Nope. Not a fallacy in which my old man engaged.

Nope. You are inventing arguments that I have not made.

I note that images such as those presented in Midnight Cowboy have given way to images such as Jodie Dallas on Soap and later to images such as La Cage aux Folles and Will and Grace, punctuated by revelations, beginning with Rock Hudson, that a number of popular personalities were, themselves, gay.

Against that, the notion that a number of people on the internet expressing anger against anti-gay bigotry was a serious force to change minds seems odd. (I do not ever recall hearing a public figure publicly condemning anti-gay attitudes as bigotry, although I do not claim it never happened. And speeches at gay rallies to which the majority of people never paid attention really don’t count.)

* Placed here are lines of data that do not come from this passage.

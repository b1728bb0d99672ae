//! Unprocessed envelopes: received but not yet fully handled.

use std::time::Duration;

use tracing::{debug, info};

use super::ProtocolStore;
use crate::{
    StoreError,
    env::Environment,
    records::{StoredUnprocessed, UnprocessedUpdate},
    storage::Storage,
    zone::{GLOBAL_ZONE, Zone},
};

fn millis(duration: Duration) -> u64 {
    u64::try_from(duration.as_millis()).unwrap_or(u64::MAX)
}

impl<E: Environment, S: Storage> ProtocolStore<E, S> {
    /// Save one envelope for later processing.
    pub async fn add_unprocessed(
        &self,
        envelope: StoredUnprocessed,
        zone: &Zone,
    ) -> Result<(), StoreError> {
        self.add_multiple_unprocessed(vec![envelope], zone).await
    }

    /// Save envelopes for later processing.
    ///
    /// Staged until the zone completes when the zone batches unprocessed
    /// envelopes, so they land together with the session changes that
    /// decrypted them.
    pub async fn add_multiple_unprocessed(
        &self,
        envelopes: Vec<StoredUnprocessed>,
        zone: &Zone,
    ) -> Result<(), StoreError> {
        self.with_zone(zone, "add_unprocessed", || async move {
            self.zones.with_pending(|pending| {
                for envelope in envelopes {
                    pending.unprocessed.insert(envelope.id.clone(), envelope);
                }
            });
            if !zone.supports_pending_unprocessed() {
                self.commit_zone_changes("add_unprocessed")?;
            }
            Ok(())
        })
        .await
    }

    /// Number of persisted envelopes.
    pub fn get_unprocessed_count(&self) -> Result<usize, StoreError> {
        Ok(self.storage.get_all::<StoredUnprocessed>()?.len())
    }

    /// Every envelope still worth retrying, oldest first.
    ///
    /// Envelopes older than the configured maximum age are deleted. The rest
    /// have their attempt count bumped, and those that reach the maximum
    /// attempts are deleted as well.
    pub async fn get_all_unprocessed_and_increment_attempts(
        &self,
    ) -> Result<Vec<StoredUnprocessed>, StoreError> {
        self.with_zone(&GLOBAL_ZONE, "get_all_unprocessed", || async move {
            let now = self.env.wall_clock_ms();
            let oldest = now.saturating_sub(millis(self.config.unprocessed_max_age));
            let max_attempts = self.config.max_unprocessed_attempts;

            let mut expired = Vec::new();
            let mut exhausted = Vec::new();
            let mut retry = Vec::new();
            for mut envelope in self.storage.get_all::<StoredUnprocessed>()? {
                if envelope.received_at < oldest {
                    expired.push(envelope.id);
                    continue;
                }
                envelope.attempts = envelope.attempts.saturating_add(1);
                if envelope.attempts >= max_attempts {
                    exhausted.push(envelope.id);
                } else {
                    retry.push(envelope);
                }
            }

            if !expired.is_empty() || !exhausted.is_empty() {
                info!(
                    expired = expired.len(),
                    exhausted = exhausted.len(),
                    "dropping unprocessed envelopes"
                );
                let dropped: Vec<String> = expired.into_iter().chain(exhausted).collect();
                self.storage.remove_by_ids::<StoredUnprocessed>(&dropped)?;
            }
            if !retry.is_empty() {
                self.storage.bulk_add(&retry)?;
            }

            retry.sort_by(|a, b| a.received_at.cmp(&b.received_at).then_with(|| a.id.cmp(&b.id)));
            Ok(retry)
        })
        .await
    }

    /// Attach decryption results to an envelope.
    ///
    /// An envelope staged in the active zone is updated in place and lands
    /// with the zone's commit. An envelope that is already gone is ignored.
    pub fn update_unprocessed_with_data(
        &self,
        id: &str,
        update: UnprocessedUpdate,
    ) -> Result<(), StoreError> {
        let unstaged = self.zones.with_pending(|pending| match pending.unprocessed.get_mut(id) {
            Some(envelope) => {
                envelope.apply(update);
                None
            },
            None => Some(update),
        });
        let Some(update) = unstaged else {
            debug!(id, "updated staged unprocessed envelope");
            return Ok(());
        };

        let Some(mut envelope) = self.storage.get_by_id::<StoredUnprocessed>(id)? else {
            debug!(id, "unprocessed envelope already removed");
            return Ok(());
        };
        envelope.apply(update);
        self.storage.create_or_update(&envelope)?;
        Ok(())
    }

    /// Delete envelopes by id, staged or persisted.
    pub fn remove_unprocessed(&self, ids: &[String]) -> Result<(), StoreError> {
        self.storage.remove_by_ids::<StoredUnprocessed>(ids)?;
        self.zones.with_pending(|pending| {
            for id in ids {
                pending.unprocessed.remove(id);
            }
        });
        Ok(())
    }

    /// Delete every envelope, staged or persisted.
    pub fn remove_all_unprocessed(&self) -> Result<(), StoreError> {
        self.storage.remove_all::<StoredUnprocessed>()?;
        self.zones.with_pending(|pending| pending.unprocessed.clear());
        Ok(())
    }
}
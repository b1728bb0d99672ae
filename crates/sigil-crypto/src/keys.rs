//! Identity and pre-key key pairs.
//!
//! Key pairs are Ed25519. The public half is kept as raw bytes so it can be
//! compared in constant time and persisted without re-encoding.

use std::fmt;

use ed25519_dalek::{Signature, Signer, SigningKey, Verifier, VerifyingKey};
use serde::{Deserialize, Serialize};
use zeroize::Zeroizing;

use crate::CryptoError;

/// Length of a serialized public key.
pub const PUBLIC_KEY_LEN: usize = 32;

/// Length of a serialized private key (the Ed25519 seed).
pub const PRIVATE_KEY_LEN: usize = 32;

/// Length of a detached signature.
pub const SIGNATURE_LEN: usize = 64;

/// A 32-byte public key.
#[derive(Clone, Copy, PartialEq, Eq, Hash, Serialize, Deserialize)]
pub struct PublicKey([u8; PUBLIC_KEY_LEN]);

impl PublicKey {
    /// Wrap raw key bytes.
    pub fn new(bytes: [u8; PUBLIC_KEY_LEN]) -> Self {
        Self(bytes)
    }

    /// Decode from a byte slice, rejecting anything that is not 32 bytes.
    pub fn from_slice(bytes: &[u8]) -> Result<Self, CryptoError> {
        let array: [u8; PUBLIC_KEY_LEN] =
            bytes.try_into().map_err(|_| CryptoError::InvalidKeyLength {
                kind: "public key",
                expected: PUBLIC_KEY_LEN,
                got: bytes.len(),
            })?;
        Ok(Self(array))
    }

    /// Raw key bytes.
    pub fn as_bytes(&self) -> &[u8; PUBLIC_KEY_LEN] {
        &self.0
    }

    /// Constant-time comparison against another key.
    pub fn ct_eq(&self, other: &Self) -> bool {
        self.0.iter().zip(other.0.iter()).fold(0u8, |acc, (a, b)| acc | (a ^ b)) == 0
    }

    /// Verify a detached signature made by the matching private key.
    pub fn verify(&self, message: &[u8], signature: &[u8]) -> Result<(), CryptoError> {
        let key = VerifyingKey::from_bytes(&self.0).map_err(|_| CryptoError::InvalidPublicKey)?;
        let signature =
            Signature::from_slice(signature).map_err(|_| CryptoError::InvalidSignature)?;
        key.verify(message, &signature).map_err(|_| CryptoError::InvalidSignature)
    }
}

impl fmt::Debug for PublicKey {
    fn fmt(&self, f: &mut fmt::Formatter<'_>) -> fmt::Result {
        write!(f, "PublicKey(")?;
        for byte in &self.0[..4] {
            write!(f, "{byte:02x}")?;
        }
        write!(f, "..)")
    }
}

/// An Ed25519 key pair.
///
/// The private half is zeroized on drop by `ed25519_dalek`.
#[derive(Clone)]
pub struct KeyPair {
    signing: SigningKey,
}

impl KeyPair {
    /// Derive a key pair from 32 bytes of secret seed material.
    ///
    /// Callers supply the randomness so key generation stays deterministic
    /// under a seeded environment.
    pub fn from_seed(seed: &[u8; PRIVATE_KEY_LEN]) -> Self {
        Self { signing: SigningKey::from_bytes(seed) }
    }

    /// Rebuild a key pair from persisted private and public halves.
    ///
    /// The public half must match the one derived from the private key.
    pub fn from_parts(private_key: &[u8], public_key: &[u8]) -> Result<Self, CryptoError> {
        let seed: [u8; PRIVATE_KEY_LEN] =
            private_key.try_into().map_err(|_| CryptoError::InvalidKeyLength {
                kind: "private key",
                expected: PRIVATE_KEY_LEN,
                got: private_key.len(),
            })?;
        let pair = Self::from_seed(&seed);
        let expected = PublicKey::from_slice(public_key)?;
        if !pair.public_key().ct_eq(&expected) {
            return Err(CryptoError::InvalidPublicKey);
        }
        Ok(pair)
    }

    /// Public half.
    pub fn public_key(&self) -> PublicKey {
        PublicKey(self.signing.verifying_key().to_bytes())
    }

    /// Private seed bytes, zeroized when the returned buffer drops.
    pub fn private_key(&self) -> Zeroizing<[u8; PRIVATE_KEY_LEN]> {
        Zeroizing::new(self.signing.to_bytes())
    }

    /// Produce a detached signature over `message`.
    pub fn sign(&self, message: &[u8]) -> [u8; SIGNATURE_LEN] {
        self.signing.sign(message).to_bytes()
    }
}

impl PartialEq for KeyPair {
    fn eq(&self, other: &Self) -> bool {
        self.public_key() == other.public_key()
    }
}

impl Eq for KeyPair {}

impl fmt::Debug for KeyPair {
    fn fmt(&self, f: &mut fmt::Formatter<'_>) -> fmt::Result {
        f.debug_struct("KeyPair").field("public", &self.public_key()).finish_non_exhaustive()
    }
}

#[cfg(test)]
mod tests {
    use super::*;

    fn seed(byte: u8) -> [u8; 32] {
        [byte; 32]
    }

    #[test]
    fn key_pair_is_deterministic() {
        let a = KeyPair::from_seed(&seed(7));
        let b = KeyPair::from_seed(&seed(7));
        assert_eq!(a.public_key(), b.public_key());
    }

    #[test]
    fn sign_then_verify() {
        let pair = KeyPair::from_seed(&seed(1));
        let signature = pair.sign(b"signed pre-key");
        assert!(pair.public_key().verify(b"signed pre-key", &signature).is_ok());
        assert_eq!(
            pair.public_key().verify(b"tampered", &signature),
            Err(CryptoError::InvalidSignature)
        );
    }

    #[test]
    fn from_parts_rejects_mismatched_public_key() {
        let pair = KeyPair::from_seed(&seed(1));
        let other = KeyPair::from_seed(&seed(2));
        let result = KeyPair::from_parts(&*pair.private_key(), other.public_key().as_bytes());
        assert_eq!(result, Err(CryptoError::InvalidPublicKey));
    }

    #[test]
    fn public_key_rejects_short_input() {
        let err = PublicKey::from_slice(&[0u8; 31]).unwrap_err();
        assert_eq!(
            err,
            CryptoError::InvalidKeyLength { kind: "public key", expected: 32, got: 31 }
        );
    }

    #[test]
    fn ct_eq_matches_eq() {
        let a = KeyPair::from_seed(&seed(3)).public_key();
        let b = KeyPair::from_seed(&seed(4)).public_key();
        assert!(a.ct_eq(&a));
        assert!(!a.ct_eq(&b));
    }
}
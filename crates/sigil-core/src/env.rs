//! Clock, timer and entropy seam.
//!
//! The store never touches the OS directly. Tests supply a seeded RNG and a
//! wall clock they advance by hand; [`crate::SystemEnv`] supplies the real
//! ones.

use std::time::Duration;

/// Time and randomness as seen by the store.
///
/// Implementations must keep `now()` monotonic and, outside tests, fill
/// `random_bytes()` from a cryptographically secure source.
pub trait Environment: Clone + Send + Sync + 'static {
    /// Monotonic instant.
    type Instant: Copy + Ord + Send + Sync + std::ops::Sub<Output = Duration>;

    /// Monotonic now, for measuring job run time.
    fn now(&self) -> Self::Instant;

    /// Future that completes after `duration`; drives job timeouts.
    fn sleep(&self, duration: Duration) -> impl std::future::Future<Output = ()> + Send;

    /// Fill `buffer` with random bytes.
    fn random_bytes(&self, buffer: &mut [u8]);

    /// Milliseconds since the Unix epoch.
    ///
    /// Persisted timestamps (identity changes, reset attempts, key creation)
    /// use this clock.
    fn wall_clock_ms(&self) -> u64;

    /// Random distribution id material.
    fn random_u128(&self) -> u128 {
        let mut bytes = [0u8; 16];
        self.random_bytes(&mut bytes);
        u128::from_be_bytes(bytes)
    }

    /// 32 random bytes, for key seeds.
    fn random_seed(&self) -> [u8; 32] {
        let mut seed = [0u8; 32];
        self.random_bytes(&mut seed);
        seed
    }
}
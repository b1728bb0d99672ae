//! Store notifications.
//!
//! Handlers are plain callbacks invoked synchronously after the change they
//! describe has been applied. A [`Subscription`] unsubscribes when dropped.

#![allow(clippy::disallowed_types, reason = "Handler list only, never held across await")]

use std::{
    collections::HashMap,
    sync::{Arc, Mutex, MutexGuard, PoisonError, Weak},
};

use tracing::trace;

use crate::ids::ServiceId;

/// Kind of store notification, for subscribing.
#[derive(Debug, Clone, Copy, PartialEq, Eq, Hash)]
pub enum EventKind {
    /// A peer identity key was replaced
    KeyChange,
    /// One-time pre-keys were consumed or deleted
    RemovePreKey,
    /// Every record was wiped
    RemoveAllData,
}

/// A store notification.
#[derive(Debug, Clone, PartialEq, Eq)]
pub enum StoreEvent {
    /// A peer identity key was replaced.
    KeyChange {
        /// Peer whose key changed
        service_id: ServiceId,
        /// Operation that observed the change
        reason: &'static str,
    },
    /// One-time pre-keys of one of our identities were removed.
    RemovePreKey {
        /// Identity the pre-keys belonged to
        our_service_id: ServiceId,
    },
    /// Every record was wiped.
    RemoveAllData,
}

impl StoreEvent {
    /// Subscription kind of this event.
    pub fn kind(&self) -> EventKind {
        match self {
            Self::KeyChange { .. } => EventKind::KeyChange,
            Self::RemovePreKey { .. } => EventKind::RemovePreKey,
            Self::RemoveAllData => EventKind::RemoveAllData,
        }
    }
}

type Handler = Arc<dyn Fn(&StoreEvent) + Send + Sync>;

#[derive(Default)]
struct Handlers {
    next_id: u64,
    by_kind: HashMap<EventKind, Vec<(u64, Handler)>>,
}

type SharedHandlers = Arc<Mutex<Handlers>>;

fn lock(handlers: &Mutex<Handlers>) -> MutexGuard<'_, Handlers> {
    handlers.lock().unwrap_or_else(PoisonError::into_inner)
}

/// Fan-out of store notifications to subscribed handlers.
#[derive(Clone, Default)]
pub struct EventBus {
    handlers: SharedHandlers,
}

impl EventBus {
    /// Bus with no subscribers.
    pub fn new() -> Self {
        Self::default()
    }

    /// Call `handler` for every event of `kind` until the subscription drops.
    #[must_use = "dropping the subscription unsubscribes immediately"]
    pub fn subscribe(
        &self,
        kind: EventKind,
        handler: impl Fn(&StoreEvent) + Send + Sync + 'static,
    ) -> Subscription {
        let mut handlers = lock(&self.handlers);
        let id = handlers.next_id;
        handlers.next_id += 1;
        handlers.by_kind.entry(kind).or_default().push((id, Arc::new(handler)));

        Subscription { handlers: Arc::downgrade(&self.handlers), kind, id }
    }

    /// Deliver `event` to its subscribers.
    ///
    /// Handlers run outside the bus lock, so they may subscribe or emit.
    pub fn emit(&self, event: &StoreEvent) {
        let targets: Vec<Handler> = lock(&self.handlers)
            .by_kind
            .get(&event.kind())
            .map(|list| list.iter().map(|(_, handler)| handler.clone()).collect())
            .unwrap_or_default();

        trace!(kind = ?event.kind(), handlers = targets.len(), "emitting store event");
        for handler in targets {
            handler(event);
        }
    }

    /// Number of live subscriptions for `kind`.
    pub fn subscriber_count(&self, kind: EventKind) -> usize {
        lock(&self.handlers).by_kind.get(&kind).map_or(0, Vec::len)
    }
}

/// Live subscription. Unsubscribes on drop.
pub struct Subscription {
    handlers: Weak<Mutex<Handlers>>,
    kind: EventKind,
    id: u64,
}

impl Drop for Subscription {
    fn drop(&mut self) {
        let Some(handlers) = self.handlers.upgrade() else {
            return;
        };
        if let Some(list) = lock(&handlers).by_kind.get_mut(&self.kind) {
            list.retain(|(id, _)| *id != self.id);
        }
    }
}
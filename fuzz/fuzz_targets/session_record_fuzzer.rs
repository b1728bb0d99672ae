//! Fuzz target for session and sender key record decoding
//!
//! Feeds arbitrary bytes to the current-layout decoders.
//!
//! # Invariants
//!
//! - Decoding NEVER panics; malformed input is an error
//! - A record that decodes re-encodes, and the re-encoding decodes to the
//!   same record
//! - Decoded records never exceed the archived state limit

#![no_main]

use libfuzzer_sys::fuzz_target;
use sigil_crypto::{MAX_ARCHIVED_STATES, SenderKeyRecord, SessionRecord};

fuzz_target!(|data: &[u8]| {
    if let Ok(record) = SessionRecord::deserialize(data) {
        assert!(record.previous_states().count() <= MAX_ARCHIVED_STATES);
        let bytes = record.serialize().expect("decoded record re-encodes");
        let again = SessionRecord::deserialize(&bytes).expect("re-encoded record decodes");
        assert_eq!(again, record);
    }

    if let Ok(record) = SenderKeyRecord::deserialize(data) {
        let bytes = record.serialize().expect("decoded sender key re-encodes");
        let again = SenderKeyRecord::deserialize(&bytes).expect("re-encoded sender key decodes");
        assert_eq!(again, record);
    }
});
//! Symmetric chain keys.
//!
//! Each step derives a one-time message key and the next chain key from the
//! current chain key with HMAC-SHA256. The old chain key is overwritten on
//! every step so past message keys cannot be recomputed from current state.

use std::fmt;

use hkdf::Hkdf;
use hmac::{Hmac, Mac};
use serde::{Deserialize, Serialize};
use sha2::Sha256;
use zeroize::Zeroize;

use crate::CryptoError;

type HmacSha256 = Hmac<Sha256>;

/// Label for deriving a message key
const MESSAGE_LABEL: &[u8] = &[0x01];

/// Label for deriving the next chain key
const CHAIN_LABEL: &[u8] = &[0x02];

/// A message key derived from a chain step.
///
/// Used for a single message and then discarded.
#[derive(Clone)]
pub struct MessageKey {
    key: [u8; 32],
    index: u32,
}

impl MessageKey {
    /// 32-byte symmetric key.
    pub fn key(&self) -> &[u8; 32] {
        &self.key
    }

    /// Chain index this key was derived at.
    pub fn index(&self) -> u32 {
        self.index
    }
}

impl Drop for MessageKey {
    fn drop(&mut self) {
        self.key.zeroize();
    }
}

/// Chain key with its position in the chain.
#[derive(Clone, PartialEq, Eq, Serialize, Deserialize)]
pub struct ChainKey {
    key: [u8; 32],
    index: u32,
}

impl ChainKey {
    /// Start a chain from raw key material at `index`.
    pub fn new(key: [u8; 32], index: u32) -> Self {
        Self { key, index }
    }

    /// Current position in the chain.
    pub fn index(&self) -> u32 {
        self.index
    }

    /// Raw chain key bytes.
    pub fn key(&self) -> &[u8; 32] {
        &self.key
    }

    /// Derive the message key at the current index and step the chain.
    pub fn step(&mut self) -> Result<MessageKey, CryptoError> {
        if self.index == u32::MAX {
            return Err(CryptoError::ChainOverflow { index: self.index });
        }

        let message = MessageKey { key: self.mac(MESSAGE_LABEL), index: self.index };
        let next = self.mac(CHAIN_LABEL);

        self.key.zeroize();
        self.key = next;
        self.index += 1;

        Ok(message)
    }

    fn mac(&self, label: &[u8]) -> [u8; 32] {
        let Ok(mut mac) = HmacSha256::new_from_slice(&self.key) else {
            unreachable!("HMAC-SHA256 accepts any key size");
        };
        mac.update(label);
        let result = mac.finalize().into_bytes();

        let mut key = [0u8; 32];
        key.copy_from_slice(&result);
        key
    }
}

impl Drop for ChainKey {
    fn drop(&mut self) {
        self.key.zeroize();
    }
}

impl fmt::Debug for ChainKey {
    fn fmt(&self, f: &mut fmt::Formatter<'_>) -> fmt::Result {
        f.debug_struct("ChainKey").field("index", &self.index).finish_non_exhaustive()
    }
}

/// Expand `secret` into `N` 32-byte keys bound to `label`.
pub(crate) fn expand<const N: usize>(secret: &[u8], label: &[u8]) -> [[u8; 32]; N] {
    let hkdf = Hkdf::<Sha256>::new(None, secret);
    let mut okm = vec![0u8; 32 * N];
    let Ok(()) = hkdf.expand(label, &mut okm) else {
        unreachable!("output length stays within the HKDF-SHA256 limit");
    };

    let mut keys = [[0u8; 32]; N];
    for (key, chunk) in keys.iter_mut().zip(okm.chunks_exact(32)) {
        key.copy_from_slice(chunk);
    }
    okm.zeroize();
    keys
}
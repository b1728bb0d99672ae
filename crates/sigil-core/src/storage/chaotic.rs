//! Chaotic storage wrapper for fault injection testing
//!
//! Storage wrapper that randomly fails operations. Used by chaos tests to
//! check that a failed zone commit leaves neither storage nor the cache half
//! updated.

#![allow(clippy::disallowed_types, reason = "Locking simple RNG state")]

use std::sync::{
    Arc, Mutex,
    atomic::{AtomicUsize, Ordering},
};

use super::{Record, Storage, StorageError};
use crate::records::CommitBatch;

/// Chaotic storage wrapper that randomly injects failures
///
/// Delegates to an underlying storage implementation but fails operations
/// with probability `failure_rate`. Failures are injected before the inner
/// call, so a failed write never partially reaches the inner storage.
#[derive(Clone)]
pub struct ChaoticStorage<S: Storage> {
    inner: S,
    /// Failure rate (0.0 = never fail, 1.0 = always fail)
    failure_rate: f64,
    /// Whether reads may fail too, or only writes
    fail_reads: bool,
    /// RNG state for deterministic chaos
    rng: Arc<Mutex<ChaoticRng>>,
    /// Operations attempted
    operation_count: Arc<AtomicUsize>,
    /// Operations that were failed on purpose
    injected_failures: Arc<AtomicUsize>,
}

/// Simple deterministic RNG for chaos injection
///
/// Linear congruential generator, so chaos tests are reproducible with the
/// same seed.
struct ChaoticRng {
    state: u64,
}

impl ChaoticRng {
    fn new(seed: u64) -> Self {
        Self { state: seed }
    }

    /// Generate next random value [0.0, 1.0)
    fn next(&mut self) -> f64 {
        // LCG constants from Numerical Recipes
        const A: u64 = 1_664_525;
        const C: u64 = 1_013_904_223;
        const M: u64 = 1u64 << 32;

        self.state = (A.wrapping_mul(self.state).wrapping_add(C)) % M;
        (self.state as f64) / (M as f64)
    }
}

impl<S: Storage> ChaoticStorage<S> {
    /// Create a new chaotic storage wrapper
    ///
    /// # Panics
    ///
    /// Panics if `failure_rate` is not in [0.0, 1.0]
    pub fn new(inner: S, failure_rate: f64) -> Self {
        Self::with_seed(inner, failure_rate, 0x1234_5678_9ABC_DEF0)
    }

    /// Create with explicit seed for reproducible chaos
    ///
    /// # Panics
    ///
    /// Panics if `failure_rate` is not in [0.0, 1.0]
    #[allow(clippy::panic)]
    pub fn with_seed(inner: S, failure_rate: f64, seed: u64) -> Self {
        assert!(
            (0.0..=1.0).contains(&failure_rate),
            "failure_rate must be between 0.0 and 1.0, got {failure_rate}"
        );

        Self {
            inner,
            failure_rate,
            fail_reads: true,
            rng: Arc::new(Mutex::new(ChaoticRng::new(seed))),
            operation_count: Arc::new(AtomicUsize::new(0)),
            injected_failures: Arc::new(AtomicUsize::new(0)),
        }
    }

    /// Only inject failures into mutating calls.
    #[must_use]
    pub fn writes_only(mut self) -> Self {
        self.fail_reads = false;
        self
    }

    /// Underlying storage (for checking invariants after chaos).
    pub fn inner(&self) -> &S {
        &self.inner
    }

    /// Total number of storage operations attempted.
    pub fn operation_count(&self) -> usize {
        self.operation_count.load(Ordering::Relaxed)
    }

    /// Number of operations failed on purpose.
    pub fn injected_failures(&self) -> usize {
        self.injected_failures.load(Ordering::Relaxed)
    }

    fn gate(&self, is_write: bool) -> Result<(), StorageError> {
        self.operation_count.fetch_add(1, Ordering::Relaxed);
        if !is_write && !self.fail_reads {
            return Ok(());
        }

        #[allow(clippy::expect_used)]
        let roll = self.rng.lock().expect("ChaoticRng mutex poisoned").next();
        if roll < self.failure_rate {
            self.injected_failures.fetch_add(1, Ordering::Relaxed);
            return Err(StorageError::Io("chaotic failure injection".to_string()));
        }
        Ok(())
    }
}

impl<S: Storage> Storage for ChaoticStorage<S> {
    fn create_or_update<R: Record>(&self, record: &R) -> Result<(), StorageError> {
        self.gate(true)?;
        self.inner.create_or_update(record)
    }

    fn get_by_id<R: Record>(&self, id: &str) -> Result<Option<R>, StorageError> {
        self.gate(false)?;
        self.inner.get_by_id(id)
    }

    fn bulk_add<R: Record>(&self, records: &[R]) -> Result<(), StorageError> {
        self.gate(true)?;
        self.inner.bulk_add(records)
    }

    fn remove_by_ids<R: Record>(&self, ids: &[String]) -> Result<(), StorageError> {
        self.gate(true)?;
        self.inner.remove_by_ids::<R>(ids)
    }

    fn remove_all<R: Record>(&self) -> Result<(), StorageError> {
        self.gate(true)?;
        self.inner.remove_all::<R>()
    }

    fn get_all<R: Record>(&self) -> Result<Vec<R>, StorageError> {
        self.gate(false)?;
        self.inner.get_all()
    }

    fn commit_decrypt_result(&self, batch: &CommitBatch) -> Result<(), StorageError> {
        self.gate(true)?;
        self.inner.commit_decrypt_result(batch)
    }

    fn remove_all_data(&self) -> Result<(), StorageError> {
        self.gate(true)?;
        self.inner.remove_all_data()
    }

    fn remove_all_configuration(&self) -> Result<(), StorageError> {
        self.gate(true)?;
        self.inner.remove_all_configuration()
    }
}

Had there been a prolonged public effort at shaming people away from homophobia, it might have worked. However, since that does not appear to have actually occurred, we don’t know if it would have. I have not claimed that shaming could not work; I simply note that using a different approach seems to have actually been a successful strategy.

Indeed. It would be awfully weird to go from saying they are bigots to saying “Oh, well, maybe they just need more time, the poor dears.”

What??? People have been trying to reason with them for 20 or 30 years, or more. Your “don’t shame them” them position only works if people had not tried reasoning with them first.

Alternatively, we could just not call people names at all. We’re not required by law to do so.